Stored items:
_____

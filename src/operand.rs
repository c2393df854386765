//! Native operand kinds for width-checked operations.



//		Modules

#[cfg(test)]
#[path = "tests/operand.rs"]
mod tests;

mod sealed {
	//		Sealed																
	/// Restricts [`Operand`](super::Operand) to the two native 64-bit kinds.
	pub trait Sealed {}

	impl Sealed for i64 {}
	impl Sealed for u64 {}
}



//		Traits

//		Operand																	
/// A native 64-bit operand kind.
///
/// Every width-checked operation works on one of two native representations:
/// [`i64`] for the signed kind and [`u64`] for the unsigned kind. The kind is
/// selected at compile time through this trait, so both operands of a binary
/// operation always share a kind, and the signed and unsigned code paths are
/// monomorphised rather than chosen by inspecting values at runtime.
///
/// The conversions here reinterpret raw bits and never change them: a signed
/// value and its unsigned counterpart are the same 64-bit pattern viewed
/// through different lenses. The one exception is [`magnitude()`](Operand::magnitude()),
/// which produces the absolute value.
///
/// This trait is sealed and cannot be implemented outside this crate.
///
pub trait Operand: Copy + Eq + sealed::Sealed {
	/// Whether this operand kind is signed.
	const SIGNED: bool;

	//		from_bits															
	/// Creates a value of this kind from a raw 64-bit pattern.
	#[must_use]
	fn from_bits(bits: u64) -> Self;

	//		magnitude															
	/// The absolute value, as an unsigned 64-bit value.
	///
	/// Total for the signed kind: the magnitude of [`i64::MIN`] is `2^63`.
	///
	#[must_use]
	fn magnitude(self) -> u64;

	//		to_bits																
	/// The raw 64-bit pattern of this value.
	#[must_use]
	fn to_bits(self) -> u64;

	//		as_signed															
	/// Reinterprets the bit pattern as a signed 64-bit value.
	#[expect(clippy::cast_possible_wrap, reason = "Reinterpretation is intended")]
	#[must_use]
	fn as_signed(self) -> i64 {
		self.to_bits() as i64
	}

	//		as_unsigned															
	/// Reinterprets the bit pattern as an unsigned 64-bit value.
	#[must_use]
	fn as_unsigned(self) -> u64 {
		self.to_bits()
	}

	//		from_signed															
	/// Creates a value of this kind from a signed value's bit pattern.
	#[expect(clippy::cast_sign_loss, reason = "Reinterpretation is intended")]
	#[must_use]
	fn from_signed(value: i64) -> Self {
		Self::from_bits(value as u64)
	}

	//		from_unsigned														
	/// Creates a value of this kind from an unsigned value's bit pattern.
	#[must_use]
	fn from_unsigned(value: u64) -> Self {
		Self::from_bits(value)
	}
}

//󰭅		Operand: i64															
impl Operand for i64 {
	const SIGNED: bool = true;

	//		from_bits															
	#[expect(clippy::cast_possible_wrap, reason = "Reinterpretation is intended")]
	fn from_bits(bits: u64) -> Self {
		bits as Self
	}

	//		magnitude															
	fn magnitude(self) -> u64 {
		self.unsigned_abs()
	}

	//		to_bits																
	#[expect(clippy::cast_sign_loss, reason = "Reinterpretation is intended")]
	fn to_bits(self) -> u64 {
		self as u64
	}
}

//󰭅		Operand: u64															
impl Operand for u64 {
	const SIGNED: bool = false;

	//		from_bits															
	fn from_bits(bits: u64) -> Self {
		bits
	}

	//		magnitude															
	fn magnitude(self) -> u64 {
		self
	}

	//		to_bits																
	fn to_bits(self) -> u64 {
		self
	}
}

_____

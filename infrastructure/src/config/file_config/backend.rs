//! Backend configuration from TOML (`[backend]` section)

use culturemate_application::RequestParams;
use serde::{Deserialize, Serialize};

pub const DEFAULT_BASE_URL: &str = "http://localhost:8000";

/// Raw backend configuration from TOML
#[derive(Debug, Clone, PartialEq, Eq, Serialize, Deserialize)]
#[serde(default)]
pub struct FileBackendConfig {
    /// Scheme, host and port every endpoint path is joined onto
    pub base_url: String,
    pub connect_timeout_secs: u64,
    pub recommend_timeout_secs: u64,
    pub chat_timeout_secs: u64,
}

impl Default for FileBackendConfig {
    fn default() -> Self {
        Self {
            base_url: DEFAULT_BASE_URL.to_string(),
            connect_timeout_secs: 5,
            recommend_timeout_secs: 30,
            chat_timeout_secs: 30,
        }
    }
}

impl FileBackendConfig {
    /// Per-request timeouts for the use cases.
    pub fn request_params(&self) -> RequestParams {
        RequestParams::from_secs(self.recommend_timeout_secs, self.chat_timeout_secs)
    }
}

_____

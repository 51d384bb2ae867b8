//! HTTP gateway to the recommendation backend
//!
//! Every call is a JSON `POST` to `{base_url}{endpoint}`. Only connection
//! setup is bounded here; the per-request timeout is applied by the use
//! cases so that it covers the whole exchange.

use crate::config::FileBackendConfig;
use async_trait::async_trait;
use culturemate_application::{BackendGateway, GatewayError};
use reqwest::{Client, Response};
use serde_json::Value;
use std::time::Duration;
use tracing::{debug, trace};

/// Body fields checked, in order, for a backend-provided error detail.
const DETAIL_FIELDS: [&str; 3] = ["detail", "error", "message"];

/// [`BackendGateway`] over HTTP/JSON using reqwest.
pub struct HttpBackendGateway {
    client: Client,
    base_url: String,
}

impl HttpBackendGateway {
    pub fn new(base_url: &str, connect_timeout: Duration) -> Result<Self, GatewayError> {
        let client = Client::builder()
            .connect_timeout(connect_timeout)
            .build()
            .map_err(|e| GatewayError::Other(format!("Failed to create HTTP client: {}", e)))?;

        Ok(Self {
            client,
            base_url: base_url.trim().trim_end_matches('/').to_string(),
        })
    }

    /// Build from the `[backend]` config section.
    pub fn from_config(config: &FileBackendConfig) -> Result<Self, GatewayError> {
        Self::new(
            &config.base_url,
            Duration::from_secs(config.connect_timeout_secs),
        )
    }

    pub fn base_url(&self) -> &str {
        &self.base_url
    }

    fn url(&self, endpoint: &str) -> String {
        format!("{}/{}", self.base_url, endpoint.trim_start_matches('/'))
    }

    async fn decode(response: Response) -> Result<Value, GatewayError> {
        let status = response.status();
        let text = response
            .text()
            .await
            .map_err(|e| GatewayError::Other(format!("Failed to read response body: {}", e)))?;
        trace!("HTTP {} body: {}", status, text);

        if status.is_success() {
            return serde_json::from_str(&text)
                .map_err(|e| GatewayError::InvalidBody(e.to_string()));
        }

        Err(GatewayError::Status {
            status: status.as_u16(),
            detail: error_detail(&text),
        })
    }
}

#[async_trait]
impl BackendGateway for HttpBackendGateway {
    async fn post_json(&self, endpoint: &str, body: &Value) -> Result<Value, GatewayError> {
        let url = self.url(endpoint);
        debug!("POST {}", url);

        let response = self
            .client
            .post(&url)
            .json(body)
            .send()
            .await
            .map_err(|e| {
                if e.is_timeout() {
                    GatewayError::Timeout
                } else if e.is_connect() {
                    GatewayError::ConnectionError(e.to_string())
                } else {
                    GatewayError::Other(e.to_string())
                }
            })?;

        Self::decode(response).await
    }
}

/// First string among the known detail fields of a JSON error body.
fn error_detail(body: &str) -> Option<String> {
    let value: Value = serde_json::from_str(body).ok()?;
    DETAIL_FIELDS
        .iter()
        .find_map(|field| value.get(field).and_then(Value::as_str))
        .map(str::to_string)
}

_____

- ACTIVITY:
All that is wanted is the stretch of lines above from the one containing "filename infrastructure/src/config/file_config/backend.rs" through the one containing "the use cases.", duplicated exactly.

- COMPLETED TASK:
filename infrastructure/src/config/file_config/backend.rs
//! Backend configuration from TOML (`[backend]` section)

use culturemate_application::RequestParams;
use serde::{Deserialize, Serialize};

pub const DEFAULT_BASE_URL: &str = "http://localhost:8000";

/// Raw backend configuration from TOML
#[derive(Debug, Clone, PartialEq, Eq, Serialize, Deserialize)]
#[serde(default)]
pub struct FileBackendConfig {
    /// Scheme, host and port every endpoint path is joined onto
    pub base_url: String,
    pub connect_timeout_secs: u64,
    pub recommend_timeout_secs: u64,
    pub chat_timeout_secs: u64,
}

impl Default for FileBackendConfig {
    fn default() -> Self {
        Self {
            base_url: DEFAULT_BASE_URL.to_string(),
            connect_timeout_secs: 5,
            recommend_timeout_secs: 30,
            chat_timeout_secs: 30,
        }
    }
}

impl FileBackendConfig {
    /// Per-request timeouts for the use cases.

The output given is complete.